→ Work instruction
Scan the records for the string "return" and state how many lines contain it, using the number alone.

→ Data to use
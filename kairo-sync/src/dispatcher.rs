use std::collections::BTreeSet;
use std::sync::Arc;

use kairo_core::{
    resolve, GatewaySettings, ModuleId, RegistrationApplication, RegistrationState, TenantId, TenantStore,
};
use tokio::sync::Semaphore;
use tokio::task::JoinSet;
use tracing::{debug, error, info, instrument, warn};

use crate::error::{DispatchError, DispatchResult, SyncError};
use crate::syncer::CommandRegistrySyncer;
use crate::types::{ReconcileReport, TenantInspection};

/// Turns tenant lifecycle events into state changes and syncs.
///
/// Each mutating call persists first and syncs second. A state check
/// and its write share the guild's sync lock, released before the sync
/// takes it again. A sync failure after a good persist comes back as
/// [`DispatchError::Sync`]; the new state stays and the next sync
/// converges.
#[derive(Clone)]
pub struct LifecycleDispatcher {
    syncer: Arc<CommandRegistrySyncer>,
    default_modules: Arc<[ModuleId]>,
    max_concurrency: usize,
}

impl LifecycleDispatcher {
    pub fn new(syncer: Arc<CommandRegistrySyncer>, default_modules: Vec<ModuleId>, max_concurrency: usize) -> Self {
        Self {
            syncer,
            default_modules: default_modules.into(),
            max_concurrency: max_concurrency.max(1),
        }
    }

    pub fn from_settings(syncer: Arc<CommandRegistrySyncer>, settings: &GatewaySettings) -> Self {
        Self::new(syncer, settings.default_modules.clone(), settings.sync_max_concurrency)
    }

    pub fn syncer(&self) -> &Arc<CommandRegistrySyncer> {
        &self.syncer
    }

    fn store(&self) -> &dyn TenantStore {
        self.syncer.store().as_ref()
    }

    async fn current_state(&self, tenant: TenantId) -> DispatchResult<RegistrationState> {
        self.store()
            .get_registration_state(tenant)
            .await
            .map(Option::unwrap_or_default)
            .map_err(DispatchError::store)
    }

    /// A guild added the bot.
    #[instrument(skip(self), fields(tenant = %tenant))]
    pub async fn on_tenant_join(&self, tenant: TenantId) -> DispatchResult<usize> {
        if tenant == self.syncer.admin_guild() {
            info!("joined the privileged guild");
            return Ok(self.syncer.sync_privileged().await?);
        }

        let created = self.store().ensure_tenant(tenant).await.map_err(DispatchError::store)?;
        info!(created, "tenant joined");
        Ok(self.syncer.sync_tenant(tenant).await?)
    }

    /// A guild removed the bot. Stored data is kept for a rejoin.
    #[instrument(skip(self), fields(tenant = %tenant))]
    pub fn on_tenant_leave(&self, tenant: TenantId) {
        let dropped = self.syncer.locks().forget(tenant);
        info!(lock_dropped = dropped, "tenant left");
    }

    #[instrument(skip(self, application), fields(tenant = %tenant))]
    pub async fn on_registration_submit(
        &self,
        tenant: TenantId,
        application: RegistrationApplication,
    ) -> DispatchResult<usize> {
        {
            let lock = self.syncer.locks().lock_for(tenant);
            let _guard = lock.lock().await;

            let from = self.current_state(tenant).await?;
            if !from.accepts_application() {
                warn!(%from, "registration submitted in the wrong state");
                return Err(DispatchError::InvalidTransition {
                    from,
                    to: RegistrationState::Pending,
                });
            }

            self.store()
                .save_application(tenant, application)
                .await
                .map_err(DispatchError::store)?;
            self.persist_state(tenant, RegistrationState::Pending, None).await?;
        }
        info!("registration submitted");
        Ok(self.syncer.sync_tenant(tenant).await?)
    }

    /// The tenant answered a request for more information.
    #[instrument(skip(self), fields(tenant = %tenant))]
    pub async fn on_info_response(&self, tenant: TenantId) -> DispatchResult<usize> {
        {
            let lock = self.syncer.locks().lock_for(tenant);
            let _guard = lock.lock().await;

            let from = self.current_state(tenant).await?;
            if from != RegistrationState::NeedsMoreInfo {
                warn!(%from, "info response without an open request");
                return Err(DispatchError::InvalidTransition {
                    from,
                    to: RegistrationState::Pending,
                });
            }

            self.persist_state(tenant, RegistrationState::Pending, None).await?;
        }
        info!("info response received");
        Ok(self.syncer.sync_tenant(tenant).await?)
    }

    /// An admin decided on a registration.
    ///
    /// Decisions are allowed from any state. The reason is kept only for
    /// declines and info requests.
    #[instrument(skip(self, reason), fields(tenant = %tenant, decision = %decision))]
    pub async fn on_approval_decision(
        &self,
        tenant: TenantId,
        decision: RegistrationState,
        reason: Option<String>,
    ) -> DispatchResult<usize> {
        let reason = match decision {
            RegistrationState::Approved => None,
            RegistrationState::Declined | RegistrationState::NeedsMoreInfo => reason,
            RegistrationState::None | RegistrationState::Pending => {
                let from = self.current_state(tenant).await?;
                return Err(DispatchError::InvalidTransition { from, to: decision });
            }
        };

        self.persist_state(tenant, decision, reason).await?;
        if decision == RegistrationState::Approved {
            for module in self.default_modules.iter() {
                self.store()
                    .set_module_enabled(tenant, *module, true)
                    .await
                    .map_err(DispatchError::store)?;
            }
            debug!(modules = self.default_modules.len(), "default modules enabled");
        }
        info!("registration decided");
        Ok(self.syncer.sync_tenant(tenant).await?)
    }

    /// Switch a module on or off. Unknown keys are rejected before
    /// anything is written.
    #[instrument(skip(self), fields(tenant = %tenant))]
    pub async fn on_module_toggle(&self, tenant: TenantId, module: &str, enabled: bool) -> DispatchResult<usize> {
        let Some(module) = ModuleId::parse(module) else {
            warn!(module, "unknown module key");
            return Err(DispatchError::InvalidModuleId(module.to_string()));
        };

        self.store()
            .set_module_enabled(tenant, module, enabled)
            .await
            .map_err(DispatchError::store)?;
        info!(%module, enabled, "module toggled");
        Ok(self.syncer.sync_tenant(tenant).await?)
    }

    /// Privileged sync, then every stored tenant.
    ///
    /// A failed privileged sync is reported and the tenant pass still runs.
    #[instrument(skip(self))]
    pub async fn on_startup_reconcile_all(&self) -> DispatchResult<ReconcileReport> {
        let privileged = self.syncer.sync_privileged().await;
        if let Err(err) = &privileged {
            error!(error = %err, "privileged sync failed; continuing with tenants");
        }

        let tenants = self.store().list_tenants().await.map_err(DispatchError::store)?;
        let mut report = self.reconcile(tenants).await;
        report.privileged = Some(privileged);
        Ok(report)
    }

    /// Sync the given tenants concurrently, at most `max_concurrency`
    /// at a time. The privileged guild is skipped.
    #[instrument(skip(self, tenants))]
    pub async fn reconcile<I>(&self, tenants: I) -> ReconcileReport
    where
        I: IntoIterator<Item = TenantId>,
    {
        let admin = self.syncer.admin_guild();
        let mut report = ReconcileReport::default();
        let mut pending = BTreeSet::new();

        for tenant in tenants {
            if tenant == admin {
                debug!(%tenant, "skipping privileged guild in tenant pass");
                if !report.skipped.contains(&tenant) {
                    report.skipped.push(tenant);
                }
            } else {
                pending.insert(tenant);
            }
        }

        let semaphore = Arc::new(Semaphore::new(self.max_concurrency));
        let mut tasks = JoinSet::new();
        for &tenant in &pending {
            let syncer = self.syncer.clone();
            let semaphore = semaphore.clone();
            tasks.spawn(async move {
                let result = match semaphore.acquire_owned().await {
                    Ok(_permit) => syncer.sync_tenant(tenant).await,
                    Err(_) => Err(SyncError::Internal("reconcile semaphore closed".to_string())),
                };
                (tenant, result)
            });
        }

        while let Some(joined) = tasks.join_next().await {
            match joined {
                Ok((tenant, Ok(_))) => {
                    pending.remove(&tenant);
                    report.succeeded.push(tenant);
                }
                Ok((tenant, Err(err))) => {
                    pending.remove(&tenant);
                    warn!(%tenant, error = %err, "tenant sync failed");
                    report.failed.push((tenant, err));
                }
                Err(err) => error!(error = %err, "reconcile task did not finish"),
            }
        }
        for tenant in pending {
            report
                .failed
                .push((tenant, SyncError::Internal("sync task did not finish".to_string())));
        }

        report.succeeded.sort();
        report.failed.sort_by_key(|(id, _)| *id);
        info!(
            succeeded = report.succeeded.len(),
            failed = report.failed.len(),
            skipped = report.skipped.len(),
            "tenant reconcile finished"
        );
        report
    }

    /// Current state and visible commands for one tenant.
    pub async fn inspect(&self, tenant: TenantId) -> DispatchResult<TenantInspection> {
        let registration = self
            .store()
            .get_registration(tenant)
            .await
            .map_err(DispatchError::store)?;
        let enabled_modules = self
            .store()
            .get_enabled_modules(tenant)
            .await
            .map_err(DispatchError::store)?;

        let recorded = registration.is_some();
        let registration = registration.unwrap_or_default();
        let state = recorded.then_some(registration.state);

        Ok(TenantInspection {
            tenant,
            recorded,
            state: registration.state,
            reason: registration.reason,
            application: registration.application,
            visible_commands: resolve(state, &enabled_modules),
            enabled_modules,
        })
    }

    /// Visible command names for one tenant.
    pub async fn resolve(&self, tenant: TenantId) -> DispatchResult<Vec<&'static str>> {
        kairo_core::resolve_tenant(self.store(), tenant)
            .await
            .map_err(DispatchError::store)
    }

    async fn persist_state(
        &self,
        tenant: TenantId,
        state: RegistrationState,
        reason: Option<String>,
    ) -> DispatchResult<()> {
        self.store()
            .set_registration_state(tenant, state, reason)
            .await
            .map_err(DispatchError::store)
    }
}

→ Task response
5